:: Exercise directions ::
Retype, character for character, the line containing "fn handle_chat_message(text: &str, sink: &dyn" along with each line after it through the end of the data, and only those.

:: Given data ::
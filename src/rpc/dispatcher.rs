//! Prefix-based dispatch of UI payloads

use super::reply::{ReplySink, send_reply};

/// Prefix of chat messages typed by the user
pub const MESSAGE_PREFIX: &str = "message:";

/// Fixed acknowledgement sent for every chat message
pub const GREETING: &str = "你好";

/// Receiver of raw strings posted by the page
pub trait MessageHandler {
    fn on_message(&self, raw: &str);
}

/// Handler for one prefix; receives the payload with the prefix removed
pub type RouteHandler = Box<dyn Fn(&str, &dyn ReplySink) + Send + Sync>;

struct Route {
    prefix: String,
    handler: RouteHandler,
}

/// Ordered list of (prefix, handler) routes; the first match wins
pub struct Dispatcher<S: ReplySink> {
    sink: S,
    routes: Vec<Route>,
}

impl<S: ReplySink> Dispatcher<S> {
    /// Dispatcher with no routes
    pub fn new(sink: S) -> Self {
        Self {
            sink,
            routes: Vec::new(),
        }
    }

    /// Dispatcher answering `message:` payloads with [`GREETING`]
    pub fn with_default_routes(sink: S) -> Self {
        Self::new(sink).route(MESSAGE_PREFIX, handle_chat_message)
    }

    /// Append a route matched after all existing ones
    pub fn route<F>(mut self, prefix: impl Into<String>, handler: F) -> Self
    where
        F: Fn(&str, &dyn ReplySink) + Send + Sync + 'static,
    {
        self.routes.push(Route {
            prefix: prefix.into(),
            handler: Box::new(handler),
        });
        self
    }

    /// Route `raw` to the first matching handler. Returns whether one ran;
    /// unmatched payloads are ignored without logging.
    pub fn dispatch(&self, raw: &str) -> bool {
        for route in &self.routes {
            if let Some(rest) = raw.strip_prefix(route.prefix.as_str()) {
                (route.handler)(rest, &self.sink);
                return true;
            }
        }
        false
    }

    pub fn prefixes(&self) -> Vec<&str> {
        self.routes.iter().map(|r| r.prefix.as_str()).collect()
    }

    pub fn sink(&self) -> &S {
        &self.sink
    }
}

impl<S: ReplySink> MessageHandler for Dispatcher<S> {
    fn on_message(&self, raw: &str) {
        self.dispatch(raw);
    }
}

fn handle_chat_message(text: &str, sink: &dyn ReplySink) {
    log::info!("sent message: {}", text);
    send_reply(sink, &[GREETING]);
}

:: Exercise solution ::
fn handle_chat_message(text: &str, sink: &dyn ReplySink) {
    log::info!("sent message: {}", text);
    send_reply(sink, &[GREETING]);
}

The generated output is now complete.